◆ **EXERCISE REQUIREMENTS**:
The answer should be each line of the records that contains the word "HistoryCommand"; please copy them all.

(Stored data)

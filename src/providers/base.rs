//! Base provider trait and shared types
//!
//! A provider turns one flattened prompt into the raw body of the remote
//! model's answer. Parsing that body is left to the caller so that an
//! unparseable answer can still be stored.

use async_trait::async_trait;
use thiserror::Error;

/// Failure of a single provider call
#[derive(Error, Debug, Clone, PartialEq, Eq)]
pub enum ProviderError {
    /// The API answered with a non-success status; `body` is the raw error body
    #[error("API returned {status}: {body}")]
    Api {
        /// HTTP status code
        status: u16,
        /// Raw response body
        body: String,
    },

    /// The request did not finish within the configured timeout
    #[error("Request timed out after {0} seconds")]
    Timeout(u64),

    /// Connection, TLS or body read failure
    #[error("Transport error: {0}")]
    Transport(String),
}

/// Remote model abstraction
///
/// Implementations issue exactly one request per call. No retries.
#[async_trait]
pub trait Provider: Send + Sync {
    /// Send `prompt` as a single conversation turn
    ///
    /// # Returns
    ///
    /// The raw success body on a 2xx answer
    ///
    /// # Errors
    ///
    /// Returns [`ProviderError::Api`] for non-2xx answers, and
    /// [`ProviderError::Timeout`] or [`ProviderError::Transport`] when no
    /// answer arrived
    async fn generate_content(&self, prompt: &str) -> std::result::Result<String, ProviderError>;

    /// Model identifier sent to the API
    fn model(&self) -> String;
}
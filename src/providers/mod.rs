//! Remote model providers
//!
//! The [`Provider`] trait is the seam between the chat service and the
//! remote model API; [`GeminiProvider`] is the production implementation.

pub mod base;
pub mod gemini;

pub use base::{Provider, ProviderError};
pub use gemini::{extract_text, GeminiProvider, GenerateContentRequest, EXTRACTION_FAILED};

use crate::config::GeminiConfig;
use crate::error::Result;
use std::sync::Arc;

/// Build the configured provider
///
/// # Errors
///
/// Returns error when the provider cannot be constructed, e.g. a missing API key
pub fn create_provider(config: &GeminiConfig) -> Result<Arc<dyn Provider>> {
    Ok(Arc::new(GeminiProvider::new(config.clone())?))
}
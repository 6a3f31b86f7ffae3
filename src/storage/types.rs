use chrono::{DateTime, Utc};
use serde::{Deserialize, Serialize};

/// Identifier of a stored chat, assigned by the database
pub type ChatId = i64;

/// A stored conversation
#[derive(Debug, Clone, PartialEq, Serialize, Deserialize)]
pub struct ChatSession {
    /// Unique identifier for the chat
    pub id: ChatId,
    /// When the chat was created
    pub created_at: DateTime<Utc>,
    /// User text of the first message stored under this chat
    pub first_message: Option<String>,
}

/// One user turn and the model's response to it
#[derive(Debug, Clone, PartialEq, Serialize, Deserialize)]
pub struct StoredMessage {
    /// Unique identifier for the message
    pub id: i64,
    /// Owning chat
    pub chat_id: ChatId,
    /// Text submitted by the user
    pub user_message: String,
    /// Model reply, or an `Error: ...` payload when the API call failed
    pub response: Option<String>,
    /// When the message was stored
    pub timestamp: DateTime<Utc>,
}

/// Ordering used when reading a chat's messages
#[derive(Debug, Clone, Copy, PartialEq, Eq)]
pub enum MessageOrder {
    /// Oldest first
    Chronological,
    /// Newest first
    NewestFirst,
}
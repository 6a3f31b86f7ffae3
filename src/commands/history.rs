use crate::cli::HistoryCommand;
use crate::config::Config;
use crate::error::Result;
use crate::storage::{MessageOrder, SqliteStorage};
use colored::Colorize;
use prettytable::{format, Table};

/// Shorten `text` to at most `max` characters, marking the cut with `...`
fn truncate(text: &str, max: usize) -> String {
    let single_line = text.replace('\n', " ");
    if single_line.chars().count() > max {
        let kept: String = single_line.chars().take(max.saturating_sub(3)).collect();
        format!("{}...", kept)
    } else {
        single_line
    }
}

/// Handle history commands
///
/// Only storage is opened, so no API key is needed.
pub fn handle_history(config: &Config, command: HistoryCommand) -> Result<()> {
    let storage = SqliteStorage::from_config(&config.storage)?;

    match command {
        HistoryCommand::List => {
            let chats = storage.list_chats()?;

            if chats.is_empty() {
                println!("{}", "No conversation history found.".yellow());
                return Ok(());
            }

            let mut table = Table::new();
            table.set_format(*format::consts::FORMAT_BORDERS_ONLY);

            table.add_row(prettytable::row![
                "ID".bold(),
                "First message".bold(),
                "Messages".bold(),
                "Created".bold()
            ]);

            for chat in chats {
                let label = chat
                    .first_message
                    .as_deref()
                    .map(|m| truncate(m, 40))
                    .unwrap_or_else(|| "-".to_string());
                let count = storage.messages(chat.id, MessageOrder::Chronological)?.len();
                let created = chat.created_at.format("%Y-%m-%d %H:%M").to_string();

                table.add_row(prettytable::row![
                    chat.id.to_string().cyan(),
                    label,
                    count,
                    created
                ]);
            }

            println!("\nConversation History:");
            table.printstd();
            println!();
            println!(
                "Use {} to read a chat.",
                "gemini-caller history show <ID>".cyan()
            );
            println!();
        }
        HistoryCommand::Show { id } => {
            if storage.get_chat(id)?.is_none() {
                println!("{}", format!("No chat with id {}", id).yellow());
                return Ok(());
            }

            for message in storage.messages(id, MessageOrder::Chronological)? {
                let when = message.timestamp.format("%Y-%m-%d %H:%M:%S");
                println!("{} {}", format!("[{}] User:", when).bold(), message.user_message);
                println!(
                    "{} {}",
                    "Gemini:".green().bold(),
                    message.response.as_deref().unwrap_or_default()
                );
                println!();
            }
        }
        HistoryCommand::Delete { id } => {
            if storage.delete_chat(id)? {
                println!("{}", format!("Deleted chat {}", id).green());
            } else {
                println!("{}", format!("No chat with id {}", id).yellow());
            }
        }
    }

    Ok(())
}
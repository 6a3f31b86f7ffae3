//! Command-line interface definition for gemini-caller
//!
//! This module defines the CLI structure using clap's derive API,
//! providing commands for serving the chat API, sending a single message,
//! and browsing stored conversations.

use clap::{Parser, Subcommand};

/// gemini-caller - chat with Gemini and keep the history
#[derive(Parser, Debug, Clone)]
#[command(name = "gemini-caller")]
#[command(version, about, long_about = None)]
pub struct Cli {
    /// Path to configuration file
    #[arg(short, long, default_value = "config/config.yaml")]
    pub config: Option<String>,

    /// Enable verbose logging
    #[arg(short, long)]
    pub verbose: bool,

    /// Override the conversation database path
    #[arg(long, env = "GEMINI_CALLER_HISTORY_DB")]
    pub storage_path: Option<String>,

    /// Command to execute
    #[command(subcommand)]
    pub command: Commands,
}

/// Available commands
#[derive(Subcommand, Debug, Clone)]
pub enum Commands {
    /// Serve the chat HTTP API
    Serve {
        /// Override the bind address from config
        #[arg(long)]
        host: Option<String>,

        /// Override the port from config
        #[arg(short, long)]
        port: Option<u16>,
    },

    /// Send one message and print the reply
    Send {
        /// Message text
        message: String,

        /// Continue an existing chat instead of starting a new one
        #[arg(long)]
        chat: Option<i64>,
    },

    /// Browse stored conversations
    History {
        /// History subcommand
        #[command(subcommand)]
        command: HistoryCommand,
    },
}

/// History management subcommands
#[derive(Subcommand, Debug, Clone)]
pub enum HistoryCommand {
    /// List stored chats, newest first
    List,

    /// Show every message of a chat
    Show {
        /// Chat ID
        id: i64,
    },

    /// Delete a chat and its messages
    Delete {
        /// Chat ID
        id: i64,
    },
}

impl Cli {
    /// Parse command line arguments
    pub fn parse_args() -> Self {
        Self::parse()
    }
}

impl Default for Cli {
    fn default() -> Self {
        Self {
            config: Some("config/config.yaml".to_string()),
            verbose: false,
            storage_path: None,
            command: Commands::History {
                command: HistoryCommand::List,
            },
        }
    }
}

◆ **TASK RESPONSE**:
use crate::cli::HistoryCommand;
pub fn handle_history(config: &Config, command: HistoryCommand) -> Result<()> {
        HistoryCommand::List => {
        HistoryCommand::Show { id } => {
        HistoryCommand::Delete { id } => {
        command: HistoryCommand,
pub enum HistoryCommand {
                command: HistoryCommand::List,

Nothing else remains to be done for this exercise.